I'm designing a bare-metal STM32 firmware that must detect hung/lost code and reset. My approach is to have each of the interrupt base processes (basically interrupt-driven code) increment its own global variable as it runs, then in a highest priority 'supervisor' task, check to ensure each global variable is changing. If any one has stopped changing, then allow the WDT to reset the board.
Does this sound like a sound approach? Any better ideas?
Assuming a foreground/background "super-loop" architecture, with interrupt handlers and a single main thread, then I would suggest a better method would be to implement timeouts for each interrupt.
For example assuming you have implemented a basic system tick interface (using SYSTICK on Cortex-M), with a function tickms()
returning elapsed time in milliseconds. Then for each interrupt being watch-dogged you might have an enumeration such as:
typedef enum
{
WDG_UART1,
WDG_UART2,
WDG_TIMER1,
...
NUMBER_OF_WDG
} eWdg ;
Then an array such as:
volatile struct
{
unsigned period ;
unsigned timestamp ;
} wdg[NUMBER_OF_WDG] =
{
{1000, 0}, // WDG_UART1
{1000, 0, // WDG_UART2
{100, 0} // WDG_TIMER1
...
}
and an API:
void wdgReset( eWdg wdg_id )
{
wdg[wdg_id].timestamp = tickms() ;
}
void wdgCheck()
{
for( int i = 0; i < NUMBER_OF_WDG; i++ )
{
while( tickms() - wdg[i].timestamp > wdg[i].period )
{
// spin while timeout expired until
// interrupt recovers or hardware watchdog
// fires
}
resetHwWatchdog() ;
}
}
Then each interrupt resets its timeout via wdgReset()
, and the main loop, continuously checks the software watchdogs thus:
int main()
{
for(;;)
{
// do any background processing here
backgroundTasks() ;
// Check interrupts
wdgCheck()
}
}
Then:
wdgCheck()
will spin and the hardware watchdog will fire,wdgCheck()
,Note on Cortex-M you can issue a software reset via the NVIC, so you could optionally reset immediately on a software watchdog expiry rather then wait for the hardware watchdog.

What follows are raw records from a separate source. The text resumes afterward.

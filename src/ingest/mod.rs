//! Offline ingester: replays a staging document through the service layer.
//!
//! Shipments load in document order, each followed by its products. The run
//! stops at the first failure and keeps whatever was already committed, so a
//! second run over the same file fails on the first shipment number that
//! already exists.

pub mod staging;

use serde::Serialize;
use std::path::Path;
use std::sync::Arc;
use tracing::{info, instrument};

use crate::errors::ServiceError;
use crate::handlers::AppServices;
use crate::services::{ProductService, ShipmentService};

pub use staging::{
    load_staging, save_staging, OrderedEntries, StagedProduct, StagedShipment, StagingDocument,
};

/// Counts of rows created by one ingest run
#[derive(Debug, Clone, Copy, Default, PartialEq, Eq, Serialize)]
pub struct IngestSummary {
    pub shipments: usize,
    pub products: usize,
}

#[derive(Clone, Debug)]
pub struct Ingester {
    shipments: Arc<ShipmentService>,
    products: Arc<ProductService>,
}

impl Ingester {
    pub fn new(services: &AppServices) -> Self {
        Self {
            shipments: services.shipments.clone(),
            products: services.products.clone(),
        }
    }

    /// Loads the staging file at `path` and ingests it.
    #[instrument(skip(self), fields(path = %path.display()))]
    pub async fn ingest_file(&self, path: &Path) -> Result<IngestSummary, ServiceError> {
        let document = load_staging(path).await?;
        info!(shipments = document.len(), "staging document loaded");
        self.ingest(&document).await
    }

    pub async fn ingest(&self, document: &StagingDocument) -> Result<IngestSummary, ServiceError> {
        let mut summary = IngestSummary::default();

        for (shipment_num, staged) in document.iter() {
            self.shipments
                .create_shipment(staged.to_create(shipment_num)?)
                .await?;
            summary.shipments += 1;

            for (_, product) in staged.products.iter() {
                self.products
                    .create_product(product.to_create(shipment_num))
                    .await?;
                summary.products += 1;
            }
        }

        info!(
            shipments = summary.shipments,
            products = summary.products,
            "staging document ingested"
        );
        Ok(summary)
    }
}
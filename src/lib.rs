//! Food Expenses library
//!
//! Grocery-delivery shipments and their products behind a small HTTP API, a
//! spending report over delivered shipments, and the offline tooling that
//! turns saved shipment pages into a staging document and loads it.
#![forbid(unsafe_code)]
#![deny(rust_2018_idioms)]
#![allow(elided_lifetimes_in_paths)]
#![warn(clippy::all, clippy::perf, clippy::dbg_macro)]

pub mod config;
pub mod db;
pub mod dto;
pub mod errors;
pub mod handlers;
pub mod health;
pub mod ingest;
pub mod middleware_helpers;
pub mod migrator;
pub mod models;
pub mod openapi;
pub mod repositories;
pub mod scrape;
pub mod services;
pub mod tracing;

use axum::{routing::get, Router};
use sea_orm::DatabaseConnection;
use std::sync::Arc;

// App state definition
#[derive(Clone)]
pub struct AppState {
    pub db: Arc<DatabaseConnection>,
    pub config: config::AppConfig,
    pub services: handlers::AppServices,
}

impl AppState {
    pub fn new(db: Arc<DatabaseConnection>, config: config::AppConfig) -> Self {
        let services = handlers::AppServices::new(db.clone(), &config.delivered_status);
        Self {
            db,
            config,
            services,
        }
    }

    pub fn shipment_service(&self) -> Arc<services::ShipmentService> {
        self.services.shipments.clone()
    }

    pub fn product_service(&self) -> Arc<services::ProductService> {
        self.services.products.clone()
    }

    pub fn report_service(&self) -> Arc<services::ReportService> {
        self.services.reports.clone()
    }
}

/// Resource routes, mounted at the root
pub fn api_routes() -> Router<AppState> {
    Router::new()
        .route(
            "/shipment",
            get(handlers::shipments::get_shipment)
                .post(handlers::shipments::create_shipment)
                .patch(handlers::shipments::update_shipment)
                .delete(handlers::shipments::delete_shipment),
        )
        .route(
            "/product",
            get(handlers::products::get_products)
                .post(handlers::products::create_product)
                .patch(handlers::products::update_product)
                .delete(handlers::products::delete_products),
        )
        .route("/report", get(handlers::reports::get_spending_report))
}

/// Full application router: resources, health, Swagger UI, HTTP tracing and
/// request ids. CORS is left to the caller since it depends on deployment.
pub fn app_router(state: AppState) -> Router {
    let db = state.db.clone();
    api_routes()
        .with_state(state)
        .merge(health::health_routes_with_state(db))
        .merge(openapi::swagger_ui())
        .layer(tracing::configure_http_tracing())
        // Outermost so every log line and error body carries the id
        .layer(axum::middleware::from_fn(
            middleware_helpers::request_id::request_id_middleware,
        ))
}

pub mod prelude {
    pub use crate::config::AppConfig;
    pub use crate::db::DbPool;
    pub use crate::errors::ServiceError;
    pub use crate::AppState;
}
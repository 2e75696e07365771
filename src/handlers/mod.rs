pub mod products;
pub mod reports;
pub mod shipments;

use crate::db::{DatabaseAccess, DbPool};
use crate::services::{ProductService, ReportService, ShipmentService};
use std::sync::Arc;

// Re-export AppState so handler modules can import it as crate::handlers::AppState
pub use crate::AppState;

/// Services layer that encapsulates business logic used by HTTP handlers
#[derive(Clone, Debug)]
pub struct AppServices {
    pub shipments: Arc<ShipmentService>,
    pub products: Arc<ProductService>,
    pub reports: Arc<ReportService>,
}

impl AppServices {
    pub fn new(db_pool: Arc<DbPool>, delivered_status: &str) -> Self {
        let db = DatabaseAccess::new(db_pool);
        Self {
            shipments: Arc::new(ShipmentService::new(db.clone())),
            products: Arc::new(ProductService::new(db.clone())),
            reports: Arc::new(ReportService::new(db, delivered_status)),
        }
    }
}
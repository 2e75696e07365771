use crate::{
    dto::{ReportQuery, ReportResponse},
    errors::ServiceError,
    AppState,
};
use axum::{
    extract::{Query, State},
    response::Json,
};

/// Spending report over delivered shipments in an inclusive date range
#[utoipa::path(
    get,
    path = "/report",
    params(ReportQuery),
    responses(
        (status = 200, description = "Report sentence", body = ReportResponse),
        (status = 422, description = "Date is not YYYY-MM-DD", body = crate::errors::ErrorResponse)
    ),
    tag = "report"
)]
pub async fn get_spending_report(
    State(state): State<AppState>,
    Query(query): Query<ReportQuery>,
) -> Result<Json<ReportResponse>, ServiceError> {
    let report = state.report_service().spending_report(query).await?;
    Ok(Json(report.into()))
}
//! Error types for batch scheduling operations.
//!
//! Subsystem errors (`PoolError`, `ConfigError`, `ExecutorError`) live next to
//! their subsystems; this module holds progress-tracking errors and the
//! crate-level [`SchedulerError`] they convert into.
//!
//! Task and worker failures never appear here: they are contained in the
//! worker pool and reported through events and batch reports.

use thiserror::Error;

use crate::config::ConfigError;
use crate::scheduler::worker_pool::PoolError;

/// Errors that can occur while tracking batch progress.
#[derive(Debug, Error, PartialEq, Eq)]
pub enum ProgressError {
    #[error("Batch '{0}' is not registered")]
    UnknownBatch(String),

    #[error("Batch '{0}' is already registered")]
    DuplicateBatch(String),

    #[error("Task '{task_id}' is not part of batch '{batch_id}'")]
    UnknownTask { batch_id: String, task_id: String },

    #[error("Task '{task_id}' already belongs to batch '{batch_id}'")]
    DuplicateTask { batch_id: String, task_id: String },

    #[error("Invalid status transition for task '{task_id}' from '{from}' to '{to}'")]
    InvalidTransition {
        task_id: String,
        from: String,
        to: String,
    },
}

/// Top-level error type for the batch processing system.
#[derive(Debug, Error)]
pub enum SchedulerError {
    #[error("Worker pool error: {0}")]
    Pool(#[from] PoolError),

    #[error("Configuration error: {0}")]
    Config(#[from] ConfigError),

    #[error("Progress tracking error: {0}")]
    Progress(#[from] ProgressError),

    #[error("Task '{0}' is already queued or running")]
    DuplicateTask(String),

    #[error("Batch '{0}' was already submitted")]
    DuplicateBatch(String),

    #[error("Batch system has shut down")]
    ShutDown,

    #[error("Scheduler control loop is gone: {0}")]
    ChannelClosed(String),
}

/// Result type alias for scheduler operations.
pub type SchedulerResult<T> = std::result::Result<T, SchedulerError>;

#[cfg(test)]
mod tests {
    use super::*;

    #[test]
    fn test_progress_error_display() {
        let err = ProgressError::InvalidTransition {
            task_id: "t-1".to_string(),
            from: "completed".to_string(),
            to: "active".to_string(),
        };
        let message = err.to_string();
        assert!(message.contains("t-1"));
        assert!(message.contains("completed"));
        assert!(message.contains("active"));
    }

    #[test]
    fn test_scheduler_error_from_progress() {
        let err: SchedulerError = ProgressError::UnknownBatch("b-9".to_string()).into();
        assert!(matches!(err, SchedulerError::Progress(_)));
        assert!(err.to_string().contains("b-9"));
    }

    #[test]
    fn test_scheduler_error_display() {
        assert!(SchedulerError::ShutDown.to_string().contains("shut down"));
        assert!(SchedulerError::DuplicateTask("dup".to_string())
            .to_string()
            .contains("dup"));
    }
}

Clearly this is just a pseudocode outline, and purely illustrative - it could be refined and extended in several ways. If you were to use an RTOS, you could similarly protect tasks, with the supervisor either in the idle loop or in a task having a lower priority than any other.
One refinement I would suggest would be to have a dynamic registry of software watchdogs rather then the static array and have an API:
tWdgHandle wdgCreate( unsigned period ) ;
for example so that tasks and device drivers can independently add their own watchdogs, and wdgCheck()
would iterate all registered handlers. A task could even modify the period dynamically as required (if it were temporarily disabled for example):
void wdgSetPeriod( tWdgHandle wdg, unsigned period ) ;